The title of this article, which refers to how something, (and it could have been anything) “wrecked” yoga, is kind of ridiculous. Wrecked? Bizarre oversimplification. Maybe if one spent a little more time cultivating wisdom rather than criticism, (as the age old sutras advise!), one might come round to appreciate that yoga is as good and as bad as yoga ever was.
Thanks for the comment. I agree that “yoga is as good and as bad as yoga ever was.” The use of ‘wrecked’ in the title may be a little over the top, but it was meant to be more tongue-in-cheek than critical.
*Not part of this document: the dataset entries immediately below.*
use base64::{engine::general_purpose::URL_SAFE_NO_PAD, Engine};
use chrono::{TimeZone, Utc};
use hmac::{Hmac, Mac};
use sha2::Sha256;
use tracing::debug;

use shared_models::auth::{JwtClaims, User};

type HmacSha256 = Hmac<Sha256>;

pub fn validate_token(token: &str, jwt_secret: &str) -> Result<User, String> {
    if jwt_secret.is_empty() {
        return Err("JWT secret is not set".to_string());
    }

    // Split token into parts
    let parts: Vec<&str> = token.split('.').collect();
    if parts.len() != 3 {
        return Err("Invalid token format".to_string());
    }

    let header_b64 = parts[0];
    let claims_b64 = parts[1];
    let signature_b64 = parts[2];

    let signature = match URL_SAFE_NO_PAD.decode(signature_b64) {
        Ok(sig) => sig,
        Err(e) => {
            debug!("Failed to decode signature: {}", e);
            return Err("Invalid signature encoding".to_string());
        }
    };

    let signature_string = format!("{}.{}", header_b64, claims_b64);

    let mut mac = match HmacSha256::new_from_slice(jwt_secret.as_bytes()) {
        Ok(m) => m,
        Err(_) => return Err("Failed to create HMAC".to_string()),
    };

    mac.update(signature_string.as_bytes());

    if mac.verify_slice(&signature).is_err() {
        debug!("Token signature verification failed");
        return Err("Invalid token signature".to_string());
    }

    // Decode claims
    let claims_json = match URL_SAFE_NO_PAD.decode(claims_b64) {
        Ok(bytes) => match String::from_utf8(bytes) {
            Ok(json_str) => json_str,
            Err(_) => return Err("Invalid claims encoding".to_string()),
        },
        Err(_) => return Err("Invalid claims encoding".to_string()),
    };

    let claims: JwtClaims = match serde_json::from_str(&claims_json) {
        Ok(c) => c,
        Err(e) => {
            debug!("Failed to parse claims: {}", e);
            return Err("Invalid claims format".to_string());
        }
    };

    // Check expiration
    if let Some(exp) = claims.exp {
        let now = chrono::Utc::now().timestamp() as u64;
        if exp < now {
            debug!("Token expired at {} (now: {})", exp, now);
            return Err("Token expired".to_string());
        }
    }

    let created_at = claims
        .iat
        .map(|timestamp| Utc.timestamp_opt(timestamp as i64, 0).single());

    let user = User {
        id: claims.sub,
        email: claims.email,
        role: claims.role,
        permissions: claims.permissions.unwrap_or_default(),
        created_at: created_at.flatten(),
    };

    debug!("Token validated successfully for user: {}", user.id);
    Ok(user)
}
However, I would argue that there is a place for criticism in the yoga world. If you automatically accept everything about yoga as being filled with ‘light and love’, you may never develop any wisdom at all because you are not challenging yourself to see the ‘real’ view of the world. You also put yourself at risk of believing whatever your teachers tell you simply because they appear to be ‘enlightened.’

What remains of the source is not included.